### [THE DATA]
★ ★ ★ ★ ★ ★ ★

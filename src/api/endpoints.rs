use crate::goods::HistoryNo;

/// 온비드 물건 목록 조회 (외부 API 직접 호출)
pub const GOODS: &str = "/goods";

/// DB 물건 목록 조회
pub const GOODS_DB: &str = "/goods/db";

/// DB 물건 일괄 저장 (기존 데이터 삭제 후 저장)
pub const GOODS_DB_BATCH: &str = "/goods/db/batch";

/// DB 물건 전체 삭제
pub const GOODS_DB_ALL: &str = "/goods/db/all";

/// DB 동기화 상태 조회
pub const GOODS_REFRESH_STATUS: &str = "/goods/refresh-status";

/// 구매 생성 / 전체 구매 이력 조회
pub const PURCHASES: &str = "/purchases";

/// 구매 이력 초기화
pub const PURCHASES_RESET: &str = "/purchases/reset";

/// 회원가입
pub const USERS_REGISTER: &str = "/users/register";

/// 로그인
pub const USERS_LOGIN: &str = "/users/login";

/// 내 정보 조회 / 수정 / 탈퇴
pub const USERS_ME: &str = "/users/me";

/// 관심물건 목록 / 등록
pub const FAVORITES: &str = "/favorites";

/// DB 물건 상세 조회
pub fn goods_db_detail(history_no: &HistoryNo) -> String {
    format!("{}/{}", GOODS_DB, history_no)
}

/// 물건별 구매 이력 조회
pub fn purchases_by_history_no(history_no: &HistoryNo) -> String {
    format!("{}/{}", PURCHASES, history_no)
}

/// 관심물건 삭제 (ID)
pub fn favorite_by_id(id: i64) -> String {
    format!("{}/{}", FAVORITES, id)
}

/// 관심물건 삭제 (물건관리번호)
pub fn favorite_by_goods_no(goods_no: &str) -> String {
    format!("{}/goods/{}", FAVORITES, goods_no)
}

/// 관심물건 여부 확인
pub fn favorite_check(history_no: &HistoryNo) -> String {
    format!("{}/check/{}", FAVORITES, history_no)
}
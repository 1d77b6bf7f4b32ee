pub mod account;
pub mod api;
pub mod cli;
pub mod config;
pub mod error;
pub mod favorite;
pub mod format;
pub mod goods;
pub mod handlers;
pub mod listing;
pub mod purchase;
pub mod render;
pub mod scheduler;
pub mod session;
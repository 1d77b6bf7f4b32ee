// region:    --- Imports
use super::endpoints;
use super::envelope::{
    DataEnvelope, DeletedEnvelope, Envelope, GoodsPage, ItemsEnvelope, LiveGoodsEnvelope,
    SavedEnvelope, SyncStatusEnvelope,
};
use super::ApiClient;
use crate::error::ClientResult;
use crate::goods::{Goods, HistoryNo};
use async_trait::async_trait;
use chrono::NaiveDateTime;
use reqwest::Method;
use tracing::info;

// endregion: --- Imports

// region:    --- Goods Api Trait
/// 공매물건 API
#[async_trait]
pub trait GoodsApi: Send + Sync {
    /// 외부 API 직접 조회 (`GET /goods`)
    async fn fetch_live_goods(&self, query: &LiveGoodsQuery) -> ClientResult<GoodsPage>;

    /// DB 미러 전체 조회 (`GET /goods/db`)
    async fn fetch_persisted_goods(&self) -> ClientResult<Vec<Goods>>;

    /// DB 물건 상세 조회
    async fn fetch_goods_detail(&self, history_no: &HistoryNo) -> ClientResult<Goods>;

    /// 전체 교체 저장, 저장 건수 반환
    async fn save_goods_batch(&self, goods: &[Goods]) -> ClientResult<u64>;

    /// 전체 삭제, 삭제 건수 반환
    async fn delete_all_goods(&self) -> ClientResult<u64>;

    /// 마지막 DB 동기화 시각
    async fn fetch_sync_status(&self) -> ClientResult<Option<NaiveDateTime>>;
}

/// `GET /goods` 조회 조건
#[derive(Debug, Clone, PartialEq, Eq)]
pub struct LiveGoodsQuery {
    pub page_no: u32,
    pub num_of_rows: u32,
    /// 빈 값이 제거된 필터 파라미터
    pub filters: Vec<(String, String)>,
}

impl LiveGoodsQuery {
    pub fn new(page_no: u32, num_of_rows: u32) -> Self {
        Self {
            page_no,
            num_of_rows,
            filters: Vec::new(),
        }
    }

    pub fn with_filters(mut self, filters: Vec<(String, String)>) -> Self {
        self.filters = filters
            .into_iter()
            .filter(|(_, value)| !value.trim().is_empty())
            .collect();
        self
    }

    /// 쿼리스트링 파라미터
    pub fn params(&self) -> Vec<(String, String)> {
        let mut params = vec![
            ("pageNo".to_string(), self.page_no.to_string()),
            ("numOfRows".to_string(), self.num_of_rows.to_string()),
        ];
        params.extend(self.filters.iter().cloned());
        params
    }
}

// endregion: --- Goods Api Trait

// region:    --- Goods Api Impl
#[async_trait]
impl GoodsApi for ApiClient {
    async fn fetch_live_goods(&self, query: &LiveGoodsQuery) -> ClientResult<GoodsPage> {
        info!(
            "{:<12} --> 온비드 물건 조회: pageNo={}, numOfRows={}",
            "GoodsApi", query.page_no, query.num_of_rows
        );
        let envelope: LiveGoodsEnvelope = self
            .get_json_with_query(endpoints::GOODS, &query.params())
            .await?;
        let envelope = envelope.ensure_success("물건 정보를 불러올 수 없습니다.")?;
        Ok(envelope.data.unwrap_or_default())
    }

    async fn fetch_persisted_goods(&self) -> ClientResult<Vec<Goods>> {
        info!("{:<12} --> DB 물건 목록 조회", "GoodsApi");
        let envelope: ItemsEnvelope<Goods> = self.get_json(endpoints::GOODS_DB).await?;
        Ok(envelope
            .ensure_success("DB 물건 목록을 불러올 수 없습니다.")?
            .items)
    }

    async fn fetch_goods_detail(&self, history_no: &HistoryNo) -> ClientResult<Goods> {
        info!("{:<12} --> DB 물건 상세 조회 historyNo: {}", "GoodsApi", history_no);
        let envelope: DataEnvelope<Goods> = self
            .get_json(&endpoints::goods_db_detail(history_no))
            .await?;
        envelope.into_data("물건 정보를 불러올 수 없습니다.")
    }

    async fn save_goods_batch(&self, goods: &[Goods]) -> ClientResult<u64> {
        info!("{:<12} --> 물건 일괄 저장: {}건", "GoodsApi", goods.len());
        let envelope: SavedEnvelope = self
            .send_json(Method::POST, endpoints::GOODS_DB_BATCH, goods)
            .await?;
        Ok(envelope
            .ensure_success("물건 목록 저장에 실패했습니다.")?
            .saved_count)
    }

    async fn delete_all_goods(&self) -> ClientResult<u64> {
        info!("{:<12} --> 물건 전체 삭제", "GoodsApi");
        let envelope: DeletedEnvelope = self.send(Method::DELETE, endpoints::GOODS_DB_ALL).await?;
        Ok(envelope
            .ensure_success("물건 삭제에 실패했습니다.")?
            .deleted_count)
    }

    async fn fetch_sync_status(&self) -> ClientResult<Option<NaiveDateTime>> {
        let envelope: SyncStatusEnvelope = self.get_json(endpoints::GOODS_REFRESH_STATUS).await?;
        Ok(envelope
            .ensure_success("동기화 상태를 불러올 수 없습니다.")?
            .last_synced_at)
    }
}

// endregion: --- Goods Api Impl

★ ★ ★ ★ ★ ★ ★

### [EXERCISE PROMPT]
Each entry is to be given again, exactly as it stands.

### [REPLY]
filename src/api/endpoints.rs
use crate::goods::HistoryNo;

/// 온비드 물건 목록 조회 (외부 API 직접 호출)
pub const GOODS: &str = "/goods";

/// DB 물건 목록 조회
pub const GOODS_DB: &str = "/goods/db";

/// DB 물건 일괄 저장 (기존 데이터 삭제 후 저장)
pub const GOODS_DB_BATCH: &str = "/goods/db/batch";

/// DB 물건 전체 삭제
pub const GOODS_DB_ALL: &str = "/goods/db/all";

/// DB 동기화 상태 조회
pub const GOODS_REFRESH_STATUS: &str = "/goods/refresh-status";

/// 구매 생성 / 전체 구매 이력 조회
pub const PURCHASES: &str = "/purchases";

/// 구매 이력 초기화
pub const PURCHASES_RESET: &str = "/purchases/reset";

/// 회원가입
pub const USERS_REGISTER: &str = "/users/register";

/// 로그인
pub const USERS_LOGIN: &str = "/users/login";

/// 내 정보 조회 / 수정 / 탈퇴
pub const USERS_ME: &str = "/users/me";

/// 관심물건 목록 / 등록
pub const FAVORITES: &str = "/favorites";

/// DB 물건 상세 조회
pub fn goods_db_detail(history_no: &HistoryNo) -> String {
    format!("{}/{}", GOODS_DB, history_no)
}

/// 물건별 구매 이력 조회
pub fn purchases_by_history_no(history_no: &HistoryNo) -> String {
    format!("{}/{}", PURCHASES, history_no)
}

/// 관심물건 삭제 (ID)
pub fn favorite_by_id(id: i64) -> String {
    format!("{}/{}", FAVORITES, id)
}

/// 관심물건 삭제 (물건관리번호)
pub fn favorite_by_goods_no(goods_no: &str) -> String {
    format!("{}/goods/{}", FAVORITES, goods_no)
}

/// 관심물건 여부 확인
pub fn favorite_check(history_no: &HistoryNo) -> String {
    format!("{}/check/{}", FAVORITES, history_no)
}
repository 1d77b6bf7f4b32ee
pub mod account;
pub mod api;
pub mod cli;
pub mod config;
pub mod error;
pub mod favorite;
pub mod format;
pub mod goods;
pub mod handlers;
pub mod listing;
pub mod purchase;
pub mod render;
pub mod scheduler;
pub mod session;
repository 1d77b6bf7f4b32ee
// region:    --- Imports
use super::endpoints;
use super::envelope::{
    DataEnvelope, DeletedEnvelope, Envelope, GoodsPage, ItemsEnvelope, LiveGoodsEnvelope,
    SavedEnvelope, SyncStatusEnvelope,
};
use super::ApiClient;
use crate::error::ClientResult;
use crate::goods::{Goods, HistoryNo};
use async_trait::async_trait;
use chrono::NaiveDateTime;
use reqwest::Method;
use tracing::info;

// endregion: --- Imports

// region:    --- Goods Api Trait
/// 공매물건 API
#[async_trait]
pub trait GoodsApi: Send + Sync {
    /// 외부 API 직접 조회 (`GET /goods`)
    async fn fetch_live_goods(&self, query: &LiveGoodsQuery) -> ClientResult<GoodsPage>;

    /// DB 미러 전체 조회 (`GET /goods/db`)
    async fn fetch_persisted_goods(&self) -> ClientResult<Vec<Goods>>;

    /// DB 물건 상세 조회
    async fn fetch_goods_detail(&self, history_no: &HistoryNo) -> ClientResult<Goods>;

    /// 전체 교체 저장, 저장 건수 반환
    async fn save_goods_batch(&self, goods: &[Goods]) -> ClientResult<u64>;

    /// 전체 삭제, 삭제 건수 반환
    async fn delete_all_goods(&self) -> ClientResult<u64>;

    /// 마지막 DB 동기화 시각
    async fn fetch_sync_status(&self) -> ClientResult<Option<NaiveDateTime>>;
}

/// `GET /goods` 조회 조건
#[derive(Debug, Clone, PartialEq, Eq)]
pub struct LiveGoodsQuery {
    pub page_no: u32,
    pub num_of_rows: u32,
    /// 빈 값이 제거된 필터 파라미터
    pub filters: Vec<(String, String)>,
}

impl LiveGoodsQuery {
    pub fn new(page_no: u32, num_of_rows: u32) -> Self {
        Self {
            page_no,
            num_of_rows,
            filters: Vec::new(),
        }
    }

    pub fn with_filters(mut self, filters: Vec<(String, String)>) -> Self {
        self.filters = filters
            .into_iter()
            .filter(|(_, value)| !value.trim().is_empty())
            .collect();
        self
    }

    /// 쿼리스트링 파라미터
    pub fn params(&self) -> Vec<(String, String)> {
        let mut params = vec![
            ("pageNo".to_string(), self.page_no.to_string()),
            ("numOfRows".to_string(), self.num_of_rows.to_string()),
        ];
        params.extend(self.filters.iter().cloned());
        params
    }
}

// endregion: --- Goods Api Trait

// region:    --- Goods Api Impl
#[async_trait]
impl GoodsApi for ApiClient {
    async fn fetch_live_goods(&self, query: &LiveGoodsQuery) -> ClientResult<GoodsPage> {
        info!(
            "{:<12} --> 온비드 물건 조회: pageNo={}, numOfRows={}",
            "GoodsApi", query.page_no, query.num_of_rows
        );
        let envelope: LiveGoodsEnvelope = self
            .get_json_with_query(endpoints::GOODS, &query.params())
            .await?;
        let envelope = envelope.ensure_success("물건 정보를 불러올 수 없습니다.")?;
        Ok(envelope.data.unwrap_or_default())
    }

    async fn fetch_persisted_goods(&self) -> ClientResult<Vec<Goods>> {
        info!("{:<12} --> DB 물건 목록 조회", "GoodsApi");
        let envelope: ItemsEnvelope<Goods> = self.get_json(endpoints::GOODS_DB).await?;
        Ok(envelope
            .ensure_success("DB 물건 목록을 불러올 수 없습니다.")?
            .items)
    }

    async fn fetch_goods_detail(&self, history_no: &HistoryNo) -> ClientResult<Goods> {
        info!("{:<12} --> DB 물건 상세 조회 historyNo: {}", "GoodsApi", history_no);
        let envelope: DataEnvelope<Goods> = self
            .get_json(&endpoints::goods_db_detail(history_no))
            .await?;
        envelope.into_data("물건 정보를 불러올 수 없습니다.")
    }

    async fn save_goods_batch(&self, goods: &[Goods]) -> ClientResult<u64> {
        info!("{:<12} --> 물건 일괄 저장: {}건", "GoodsApi", goods.len());
        let envelope: SavedEnvelope = self
            .send_json(Method::POST, endpoints::GOODS_DB_BATCH, goods)
            .await?;
        Ok(envelope
            .ensure_success("물건 목록 저장에 실패했습니다.")?
            .saved_count)
    }

    async fn delete_all_goods(&self) -> ClientResult<u64> {
        info!("{:<12} --> 물건 전체 삭제", "GoodsApi");
        let envelope: DeletedEnvelope = self.send(Method::DELETE, endpoints::GOODS_DB_ALL).await?;
        Ok(envelope
            .ensure_success("물건 삭제에 실패했습니다.")?
            .deleted_count)
    }

    async fn fetch_sync_status(&self) -> ClientResult<Option<NaiveDateTime>> {
        let envelope: SyncStatusEnvelope = self.get_json(endpoints::GOODS_REFRESH_STATUS).await?;
        Ok(envelope
            .ensure_success("동기화 상태를 불러올 수 없습니다.")?
            .last_synced_at)
    }
}

// endregion: --- Goods Api Impl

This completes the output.